Governo federal realiza batimetrias
Sobre o desassoreamento e dragagem no Estado, o Departamento Nacional de Infraestrutura de Transportes (Dnit) enviou a seguinte resposta:
O DNIT informa que está empenhado em ações de intervenção emergencial na região do Rio Grande do Sul devido ao aumento significativo dos níveis dos rios e à consequente acumulação de sedimentos, que alteraram o leito navegável dos canais. Para enfrentar essa situação, é essencial realizar levantamentos em campo para elaborar um diagnóstico detalhado e um plano de intervenção eficaz para a desobstrução dos canais de navegação.

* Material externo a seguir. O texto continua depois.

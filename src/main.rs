use anyhow::Context;
use omni_tensor::functional::to_f64_vec;
use omni_tensor::{Value, args, handler};

fn main() -> anyhow::Result<()> {
    env_logger::init();

    let handler = handler();
    let names = handler.registry().names();
    println!("registered backends: {}", names.join(", "));

    for name in &names {
        let isolated = handler
            .with_backend(name)
            .with_context(|| format!("loading backend {name}"))?;
        let x = isolated.call("asarray", args![vec![vec![1.0, 2.0], vec![3.0, 4.0]]; dtype = "float32"])?;
        let w = isolated.call("ones", args![vec![3usize, 2]; dtype = "float32"])?;
        let y = isolated.call("layers.linear", args![x, w, 0.5])?;
        let Value::Array(y) = y else {
            anyhow::bail!("{name}: layers.linear returned {}", y.type_label());
        };
        println!(
            "{} (v{}): linear -> shape {:?}, values {:?}",
            isolated.key(),
            isolated.backend().version(),
            y.shape(),
            to_f64_vec(&y)?
        );
    }
    Ok(())
}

Com um investimento de R$ 18,5 milhões, serão realizados diagnósticos de infraestruturas, levantamentos hidrográficos, elaboração de um plano de desobstrução, supervisão das obras e monitoramento ambiental, incluindo as dragagens necessárias. Esses esforços permitirão avaliar as condições do leito dos corpos hídricos afetados e definir as ações necessárias para restabelecer as condições de navegação.
Outras ações de dragagens emergenciais estão sendo realizadas pela empresa pública Portos RS, como a dragagem da área externa do canal de acesso ao Porto do Rio Grande e o desassoreamento do Canal do Furadinho, em Canoas.
Além disso, o DNIT conta, desde 2017, com o Plano de Manutenção Hidroviária que ocorre no Rio Taquari. A Diretoria de Infraestrutura Aquaviária do DNIT incluiu esse projeto em seu cronograma de dragagens regulares, monitorando os pontos críticos para garantir a navegabilidade e mitigar os impactos das estiagens que ocorrem no país nessa época do ano.
Durante o período de julho a dezembro de 2024, a dragagem estará em operação para realizar a escavação, carga, transporte e descarga do material dragado, essencial para manter a profundidade do canal de navegação nos rios.